Ärzte Zeitung online, 01.04.2009

Foodwatch und Nestlé schicken sich gegenseitig in den April

FRANKFURT/BERLIN (dpa). Zwei konkurrierende Unternehmen haben am 1. April Sinn für Humor bewiesen: Die Verbraucherschutzorganisation Foodwatch und der Lebensmittelkonzern Nestlé tauschten am Mittwoch im Internet Aprilscherze aus.

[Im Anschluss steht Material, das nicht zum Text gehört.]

//! Route definitions for builder image uploads.

use axum::routing::post;
use axum::Router;

use crate::handlers::uploads;
use crate::state::AppState;

/// Routes mounted at `/uploads`.
///
/// ```text
/// POST /images  -> upload_image (multipart, auth required)
/// ```
pub fn router() -> Router<AppState> {
    Router::new().route("/images", post(uploads::upload_image))
}
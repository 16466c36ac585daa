//! Integration tests for appointment widgets and public bookings.

mod common;

use assert_matches::assert_matches;
use axum::http::StatusCode;
use chrono::{DateTime, Datelike, Duration, TimeZone, Utc, Weekday};
use chrono_tz::Europe::Berlin;
use common::{
    access_token, body_json, drain_tasks, get, get_auth, patch_json_auth, post_json,
    post_json_auth, register_and_login,
};
use serde_json::{json, Value};
use sqlx::PgPool;
use widgetry_db::repositories::UserRepo;
use widgetry_events::{SheetTarget, Task};

fn salon() -> Value {
    json!({
        "name": "Salon booking",
        "business_name": "Snip & Co",
        "time_zone": "Europe/Berlin",
        "service": {"name": "Haircut", "duration": 30, "price": {"currency": "EUR", "type": "fixed", "price": 25}},
        "day_schedules": [
            {"day": "monday", "is_open": true, "time_ranges": [["09:00", "12:00"], ["13:00", "18:00"]]}
        ],
        "min_advance_minutes": 60,
        "max_advance_days": 30,
        "embed_type": "popup",
        "business_phone": "+49 30 1234",
        "client_notification": true,
        "owner_notification": true,
        "owner_email": "owner@snip.example"
    })
}

async fn create_widget(app: axum::Router, token: &str) -> Value {
    let response = post_json_auth(app, "/api/v1/appointments/widgets", salon(), token).await;
    assert_eq!(response.status(), StatusCode::CREATED);
    body_json(response).await["data"].clone()
}

/// The next Monday (at least a day away) at `hour:minute` salon time.
fn next_monday_at(hour: u32, minute: u32) -> DateTime<Utc> {
    let mut day = Utc::now().with_timezone(&Berlin).date_naive() + Duration::days(1);
    while day.weekday() != Weekday::Mon {
        day += Duration::days(1);
    }
    Berlin
        .from_local_datetime(&day.and_hms_opt(hour, minute, 0).unwrap())
        .single()
        .unwrap()
        .with_timezone(&Utc)
}

fn booking_at(date: DateTime<Utc>) -> Value {
    json!({
        "date": date.to_rfc3339(),
        "name": "Bea",
        "email": "bea@example.com",
        "notes": "First visit"
    })
}

#[sqlx::test(migrations = "../db/migrations")]
async fn create_flattens_display_settings(pool: PgPool) {
    let app = common::build_test_app(pool);
    let token = access_token(app.clone(), "owner@example.com").await;

    let widget = create_widget(app, &token).await;

    assert_eq!(widget["embed_type"], "popup");
    assert_eq!(widget["business_phone"], "+49 30 1234");
    assert_eq!(widget["business_email"], Value::Null);
    assert!(widget.get("display").is_none());
    assert_eq!(widget["service"]["name"], "Haircut");
    assert_eq!(widget["owner_email"], "owner@snip.example");
}

#[sqlx::test(migrations = "../db/migrations")]
async fn invalid_time_range_is_rejected(pool: PgPool) {
    let app = common::build_test_app(pool);
    let token = access_token(app.clone(), "owner@example.com").await;
    let mut body = salon();
    body["day_schedules"][0]["time_ranges"] = json!([["9am", "noon"]]);

    let response = post_json_auth(app, "/api/v1/appointments/widgets", body, &token).await;

    assert_eq!(response.status(), StatusCode::BAD_REQUEST);
    assert_eq!(
        body_json(response).await["error"],
        "\"timeRange\" values must be valid ISO 8601 time strings (e.g., \"22:00\")."
    );
}

#[sqlx::test(migrations = "../db/migrations")]
async fn update_keeps_schedules_when_list_is_empty(pool: PgPool) {
    let app = common::build_test_app(pool);
    let token = access_token(app.clone(), "owner@example.com").await;
    let widget = create_widget(app.clone(), &token).await;
    let uri = format!("/api/v1/appointments/widgets/{}", widget["id"].as_str().unwrap());

    let response = patch_json_auth(
        app,
        &uri,
        json!({
            "day_schedules": [],
            "width": {"value": 400, "unit": "px"},
            "service": {"price": {"price": 30}},
            "accent_color": "#ff0066"
        }),
        &token,
    )
    .await;

    assert_eq!(response.status(), StatusCode::OK);
    let updated = body_json(response).await["data"].clone();
    assert_eq!(updated["day_schedules"][0]["day"], "monday");
    assert_eq!(updated["width"]["unit"], "px");
    assert_eq!(updated["service"]["price"]["price"], 30);
    assert_eq!(updated["service"]["price"]["currency"], "EUR");
    assert_eq!(updated["accent_color"], "#ff0066");
    assert_eq!(updated["embed_type"], "popup");
}

#[sqlx::test(migrations = "../db/migrations")]
async fn public_widget_hides_owner_settings(pool: PgPool) {
    let app = common::build_test_app(pool);
    let token = access_token(app.clone(), "owner@example.com").await;
    let widget = create_widget(app.clone(), &token).await;

    let response = get(app.clone(), &format!("/api/v1/appointments/{}", widget["id"].as_str().unwrap())).await;
    assert_eq!(response.status(), StatusCode::OK);
    let data = body_json(response).await["data"].clone();
    assert_eq!(data["business_name"], "Snip & Co");
    assert!(data.get("owner_email").is_none());
    assert!(data.get("owner_notification").is_none());

    let response = get(app, &format!("/api/v1/appointments/{}", uuid::Uuid::new_v4())).await;
    assert_eq!(response.status(), StatusCode::NOT_FOUND);
    assert_eq!(body_json(response).await["error"], "widget doesn't exist");
}

#[sqlx::test(migrations = "../db/migrations")]
async fn booking_is_recorded_and_queues_side_effects(pool: PgPool) {
    let (app, mut tasks) = common::build_test_app_with_tasks(pool.clone());
    let login = register_and_login(app.clone(), "owner@example.com").await;
    let token = login["access_token"].as_str().unwrap().to_string();
    UserRepo::set_oauth(&pool, login["user"]["id"].as_i64().unwrap())
        .await
        .unwrap();
    let widget = create_widget(app.clone(), &token).await;
    let id = widget["id"].as_str().unwrap();

    let response = post_json(
        app.clone(),
        &format!("/api/v1/appointments/{id}"),
        booking_at(next_monday_at(10, 0)),
    )
    .await;

    assert_eq!(response.status(), StatusCode::CREATED);
    assert_eq!(
        body_json(response).await,
        json!({"message": "Appointment booked successfully!"})
    );

    let queued = drain_tasks(&mut tasks);
    assert_eq!(queued.len(), 3);
    assert_matches!(
        &queued[0],
        Task::AppendToSheet { target: SheetTarget::AppointmentWidget(_), values, header }
            if values[0] == "Bea" && header[2] == "Date Time"
    );
    assert_matches!(
        &queued[1],
        Task::SendEmail(m) if m.subject == "New Appointment Booked"
            && m.to == vec!["owner@snip.example".to_string()]
    );
    assert_matches!(
        &queued[2],
        Task::SendEmail(m) if m.subject == "Appointment Confirmation - Snip & Co"
            && m.body.contains("Haircut")
    );

    let response = get_auth(
        app,
        &format!("/api/v1/appointments/widgets/{id}/bookings"),
        &token,
    )
    .await;
    let bookings = body_json(response).await["data"].clone();
    assert_eq!(bookings.as_array().unwrap().len(), 1);
    assert_eq!(bookings[0]["email"], "bea@example.com");
    assert_eq!(bookings[0]["notes"], "First visit");
}

#[sqlx::test(migrations = "../db/migrations")]
async fn booking_outside_the_window_is_rejected(pool: PgPool) {
    let (app, mut tasks) = common::build_test_app_with_tasks(pool);
    let token = access_token(app.clone(), "owner@example.com").await;
    let widget = create_widget(app.clone(), &token).await;
    let uri = format!("/api/v1/appointments/{}", widget["id"].as_str().unwrap());

    let response = post_json(app.clone(), &uri, booking_at(Utc::now())).await;
    assert_eq!(response.status(), StatusCode::BAD_REQUEST);

    let too_far = next_monday_at(10, 0) + Duration::weeks(5);
    let response = post_json(app.clone(), &uri, booking_at(too_far)).await;
    assert_eq!(response.status(), StatusCode::BAD_REQUEST);

    let mut bad_email = booking_at(next_monday_at(10, 0));
    bad_email["email"] = json!("not-an-email");
    let response = post_json(app, &uri, bad_email).await;
    assert_eq!(response.status(), StatusCode::BAD_REQUEST);

    assert!(drain_tasks(&mut tasks).is_empty());
}

#[sqlx::test(migrations = "../db/migrations")]
async fn booking_outside_business_hours_is_rejected(pool: PgPool) {
    let (app, mut tasks) = common::build_test_app_with_tasks(pool);
    let token = access_token(app.clone(), "owner@example.com").await;
    let widget = create_widget(app.clone(), &token).await;
    let uri = format!("/api/v1/appointments/{}", widget["id"].as_str().unwrap());

    for date in [
        next_monday_at(12, 30),
        next_monday_at(18, 0),
        next_monday_at(10, 0) + Duration::days(1),
    ] {
        let response = post_json(app.clone(), &uri, booking_at(date)).await;
        assert_eq!(response.status(), StatusCode::BAD_REQUEST, "booking at {date}");
    }

    assert!(drain_tasks(&mut tasks).is_empty());
}

#[sqlx::test(migrations = "../db/migrations")]
async fn oversized_advance_limit_is_rejected(pool: PgPool) {
    let app = common::build_test_app(pool);
    let token = access_token(app.clone(), "owner@example.com").await;
    let mut body = salon();
    body["max_advance_days"] = json!(i32::MAX);

    let response = post_json_auth(app.clone(), "/api/v1/appointments/widgets", body, &token).await;
    assert_eq!(response.status(), StatusCode::BAD_REQUEST);

    let widget = create_widget(app.clone(), &token).await;
    let uri = format!("/api/v1/appointments/widgets/{}", widget["id"].as_str().unwrap());
    let response = patch_json_auth(app, &uri, json!({"min_advance_minutes": i32::MAX}), &token).await;
    assert_eq!(response.status(), StatusCode::BAD_REQUEST);
}

#[sqlx::test(migrations = "../db/migrations")]
async fn reversed_time_range_is_rejected(pool: PgPool) {
    let app = common::build_test_app(pool);
    let token = access_token(app.clone(), "owner@example.com").await;
    let mut body = salon();
    body["day_schedules"][0]["time_ranges"] = json!([["17:00", "09:00"]]);

    let response = post_json_auth(app, "/api/v1/appointments/widgets", body, &token).await;

    assert_eq!(response.status(), StatusCode::BAD_REQUEST);
}

#[sqlx::test(migrations = "../db/migrations")]
async fn booking_unknown_widget_is_not_found(pool: PgPool) {
    let app = common::build_test_app(pool);

    let response = post_json(
        app,
        &format!("/api/v1/appointments/{}", uuid::Uuid::new_v4()),
        booking_at(next_monday_at(10, 0)),
    )
    .await;

    assert_eq!(response.status(), StatusCode::NOT_FOUND);
    assert_eq!(body_json(response).await["error"], "Appointment Widget not found.");
}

Zuerst brachte Foodwatch ein erfundenes Interview mit Nestlé-Chef Paul Bulcke, nach dem Nestlé für alle seine Produkte die verbraucherfreundliche Ampel-Kennzeichnung einführen wolle. Der Lebensmittelriese, der mitnichten einen Kurswechsel plant, konterte mit einem ebenso erfundenen Interview mit Foodwatch-Geschäftsführer Thilo Bode. Darin wurde Bode in den Mund gelegt, er bekenne, farbenblind zu sein und fordere Zebrastreifen auf Lebensmitteln. "Ich stehe für Schwarz-Weiß-Malerei."

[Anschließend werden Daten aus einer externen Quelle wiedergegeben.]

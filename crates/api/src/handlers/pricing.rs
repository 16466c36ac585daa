//! Pricing tables: owner CRUD of containers and their columns, plus the
//! public view used by the embed.

use axum::extract::{Path, State};
use axum::http::StatusCode;
use axum::Json;
use serde::Deserialize;
use serde_json::{json, Map, Value};
use sqlx::PgConnection;
use widgetry_core::config_merge::{update_section, Patch};
use widgetry_core::error::CoreError;
use widgetry_core::pricing::{apply_column_update, classify_column_patches, ColumnOp, LayoutFlags};
use widgetry_core::types::{DbId, PublicId};
use widgetry_db::models::pricing::{PricingColumn, PricingContainer, PricingContainerWrite};
use widgetry_db::repositories::{PricingColumnRepo, PricingContainerRepo};

use crate::error::{AppError, AppResult};
use crate::middleware::auth::AuthUser;
use crate::response::DataResponse;
use crate::state::AppState;

const CONTAINER_NOT_FOUND: &str = "Pricing widget not found.";

/// Styling groups every container's `appearance` carries.
const APPEARANCE_SECTIONS: [&str; 4] = ["title", "feature", "price", "button"];

/// Create/update body for a container.
#[derive(Debug, Default, Deserialize)]
#[serde(default)]
pub struct ContainerPayload {
    pub title: Patch<String>,
    pub layout: Patch<Value>,
    pub appearance: Patch<Value>,
    /// Column changes; see [`classify_column_patches`].
    pub content: Option<Vec<Value>>,
}

impl ContainerPayload {
    /// Resolve the container columns and classify the column changes.
    ///
    /// `layout` and `appearance` are merged into the stored documents; a
    /// `null` resets them.
    fn apply(self, target: &mut PricingContainerWrite) -> AppResult<Vec<ColumnOp>> {
        target.title = self.title.unwrap_or(std::mem::take(&mut target.title));
        target.layout = update_section("layout", Some(std::mem::take(&mut target.layout)), &self.layout)?
            .unwrap_or_else(|| json!({}));
        let appearance = update_section(
            "appearance",
            Some(std::mem::take(&mut target.appearance)),
            &self.appearance,
        )?;
        target.appearance = with_appearance_sections(appearance.unwrap_or_else(|| json!({})));

        if target.title.trim().is_empty() {
            return Err(AppError::Core(CoreError::Validation("title is required".into())));
        }
        for section in APPEARANCE_SECTIONS {
            if !target.appearance[section].is_object() {
                return Err(AppError::Core(CoreError::Validation(format!(
                    "appearance.{section} must be a JSON object"
                ))));
            }
        }

        Ok(classify_column_patches(self.content.as_deref().unwrap_or_default())?)
    }
}

/// Fill in missing appearance groups with empty objects.
fn with_appearance_sections(mut appearance: Value) -> Value {
    if let Value::Object(map) = &mut appearance {
        for section in APPEARANCE_SECTIONS {
            map.entry(section).or_insert_with(|| json!({}));
        }
    }
    appearance
}

fn write_from(container: &PricingContainer) -> PricingContainerWrite {
    PricingContainerWrite {
        title: container.title.clone(),
        layout: container.layout.clone(),
        appearance: container.appearance.clone(),
    }
}

// ---------------------------------------------------------------------------
// Handlers
// ---------------------------------------------------------------------------

/// GET /api/v1/pricing/containers
pub async fn list_containers(
    State(state): State<AppState>,
    user: AuthUser,
) -> AppResult<Json<DataResponse<Vec<Value>>>> {
    let containers = PricingContainerRepo::list_for_user(&state.pool, user.user_id).await?;
    let mut data = Vec::with_capacity(containers.len());
    for container in &containers {
        data.push(render_owned(&state, container).await?);
    }
    Ok(Json(DataResponse { data }))
}

/// POST /api/v1/pricing/containers
pub async fn create_container(
    State(state): State<AppState>,
    user: AuthUser,
    Json(payload): Json<ContainerPayload>,
) -> AppResult<(StatusCode, Json<DataResponse<Value>>)> {
    if payload.title.is_absent() {
        return Err(AppError::Core(CoreError::Validation("title is required".into())));
    }

    let mut write = PricingContainerWrite {
        title: String::new(),
        layout: json!({}),
        appearance: json!({}),
    };
    let ops = payload.apply(&mut write)?;

    let mut columns = Vec::with_capacity(ops.len());
    for op in ops {
        match op {
            ColumnOp::Create(fields) => columns.push(Value::Object(fields)),
            ColumnOp::Delete(id) | ColumnOp::Update(id, _) => {
                return Err(AppError::Core(CoreError::Validation(format!(
                    "content of a new pricing widget cannot reference column {id}"
                ))));
            }
        }
    }

    let mut tx = state.pool.begin().await?;
    let container = PricingContainerRepo::create(&mut *tx, user.user_id, &write).await?;
    for body in &columns {
        PricingColumnRepo::create(&mut *tx, container.id, body).await?;
    }
    tx.commit().await?;

    tracing::info!(
        container_id = %container.id,
        user_id = user.user_id,
        columns = columns.len(),
        "Pricing widget created"
    );
    let data = render_owned(&state, &container).await?;
    Ok((StatusCode::CREATED, Json(DataResponse { data })))
}

/// GET /api/v1/pricing/containers/{id}
pub async fn get_container(
    State(state): State<AppState>,
    user: AuthUser,
    Path(id): Path<PublicId>,
) -> AppResult<Json<DataResponse<Value>>> {
    let container = find_owned(&state, id, &user).await?;
    let data = render_owned(&state, &container).await?;
    Ok(Json(DataResponse { data }))
}

/// PUT/PATCH /api/v1/pricing/containers/{id}
pub async fn update_container(
    State(state): State<AppState>,
    user: AuthUser,
    Path(id): Path<PublicId>,
    Json(payload): Json<ContainerPayload>,
) -> AppResult<Json<DataResponse<Value>>> {
    let existing = find_owned(&state, id, &user).await?;
    let mut write = write_from(&existing);
    let ops = payload.apply(&mut write)?;
    let columns = PricingColumnRepo::list_for_container(&state.pool, id).await?;
    let writes = plan_column_writes(&columns, ops)?;

    let mut tx = state.pool.begin().await?;
    let container = PricingContainerRepo::update(&mut *tx, id, &write)
        .await?
        .ok_or_else(|| AppError::NotFound(CONTAINER_NOT_FOUND.into()))?;
    apply_column_writes(&mut tx, id, writes).await?;
    tx.commit().await?;

    tracing::info!(container_id = %id, "Pricing widget updated");
    let data = render_owned(&state, &container).await?;
    Ok(Json(DataResponse { data }))
}

/// DELETE /api/v1/pricing/containers/{id}
pub async fn delete_container(
    State(state): State<AppState>,
    user: AuthUser,
    Path(id): Path<PublicId>,
) -> AppResult<StatusCode> {
    if !PricingContainerRepo::delete_owned(&state.pool, id, user.user_id).await? {
        return Err(AppError::NotFound(CONTAINER_NOT_FOUND.into()));
    }
    tracing::info!(container_id = %id, "Pricing widget deleted");
    Ok(StatusCode::NO_CONTENT)
}

/// GET /api/v1/pricing/{id}
///
/// The embed view: container and column ids and the layout are hidden,
/// and column parts switched off by the layout are removed.
pub async fn get_public_pricing(
    State(state): State<AppState>,
    Path(id): Path<PublicId>,
) -> AppResult<Json<DataResponse<Value>>> {
    let container = PricingContainerRepo::find_by_id(&state.pool, id)
        .await?
        .ok_or_else(|| AppError::NotFound(CONTAINER_NOT_FOUND.into()))?;
    let columns = PricingColumnRepo::list_for_container(&state.pool, id).await?;
    Ok(Json(DataResponse {
        data: render_public(&container, &columns)?,
    }))
}

// ---------------------------------------------------------------------------
// Helpers
// ---------------------------------------------------------------------------

async fn find_owned(state: &AppState, id: PublicId, user: &AuthUser) -> AppResult<PricingContainer> {
    PricingContainerRepo::find_owned(&state.pool, id, user.user_id)
        .await?
        .ok_or_else(|| AppError::NotFound(CONTAINER_NOT_FOUND.into()))
}

/// A column change with its final body resolved.
#[derive(Debug)]
enum ColumnWrite {
    Delete(DbId),
    Update(DbId, Value),
    Create(Value),
}

/// Resolve column changes against the stored columns before anything is
/// written.
///
/// Deleting a column that no longer exists is a no-op; updating one is
/// a 404.
fn plan_column_writes(columns: &[PricingColumn], ops: Vec<ColumnOp>) -> AppResult<Vec<ColumnWrite>> {
    ops.into_iter()
        .map(|op| match op {
            ColumnOp::Delete(column_id) => Ok(ColumnWrite::Delete(column_id)),
            ColumnOp::Update(column_id, fields) => {
                let mut body = columns
                    .iter()
                    .find(|c| c.id == column_id)
                    .map(|c| c.body.clone())
                    .ok_or_else(|| column_not_found(column_id))?;
                apply_column_update(&mut body, &fields);
                Ok(ColumnWrite::Update(column_id, body))
            }
            ColumnOp::Create(fields) => Ok(ColumnWrite::Create(Value::Object(fields))),
        })
        .collect()
}

fn column_not_found(column_id: DbId) -> AppError {
    AppError::NotFound(format!("Column {column_id} not found."))
}

/// Run planned column writes in request order on `conn`.
async fn apply_column_writes(
    conn: &mut PgConnection,
    container_id: PublicId,
    writes: Vec<ColumnWrite>,
) -> AppResult<()> {
    for write in writes {
        match write {
            ColumnWrite::Delete(column_id) => {
                if !PricingColumnRepo::delete(&mut *conn, container_id, column_id).await? {
                    tracing::debug!(%container_id, column_id, "Column already gone");
                }
            }
            ColumnWrite::Update(column_id, body) => {
                PricingColumnRepo::update_body(&mut *conn, container_id, column_id, &body)
                    .await?
                    .ok_or_else(|| column_not_found(column_id))?;
            }
            ColumnWrite::Create(body) => {
                PricingColumnRepo::create(&mut *conn, container_id, &body).await?;
            }
        }
    }
    Ok(())
}

fn container_map(container: &PricingContainer) -> AppResult<Map<String, Value>> {
    match serde_json::to_value(container) {
        Ok(Value::Object(map)) => Ok(map),
        Ok(_) => Err(AppError::InternalError("Container did not serialize to an object".into())),
        Err(e) => Err(AppError::InternalError(e.to_string())),
    }
}

async fn render_owned(state: &AppState, container: &PricingContainer) -> AppResult<Value> {
    let columns = PricingColumnRepo::list_for_container(&state.pool, container.id).await?;
    let mut out = container_map(container)?;
    let content: Vec<Value> = columns.iter().map(|c| Value::Object(c.to_json())).collect();
    out.insert("content".into(), Value::Array(content));
    Ok(Value::Object(out))
}

fn render_public(container: &PricingContainer, columns: &[PricingColumn]) -> AppResult<Value> {
    let flags = LayoutFlags::from_layout(Some(&container.layout));
    let mut out = container_map(container)?;
    for key in ["id", "user_id", "layout", "sheet_id"] {
        out.remove(key);
    }

    let content: Vec<Value> = columns
        .iter()
        .map(|column| {
            let mut body = column.to_json();
            body.remove("id");
            flags.apply(&mut body);
            Value::Object(body)
        })
        .collect();
    out.insert("content".into(), Value::Array(content));
    Ok(Value::Object(out))
}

Hintergrund ist der Streit um die Lebensmittelkennzeichnung in den Farben rot, gelb und grün für einen hohen, mittleren oder niedrigen Anteil an Zucker, Salz oder Fett. In Großbritannien gibt es diese Regelung bereits auf freiwilliger Basis. Während Foodwatch die Ampel für Deutschland fordert, ist Nestlé dagegen und will stattdessen Inhaltsstoffe in Tabellen aufführen.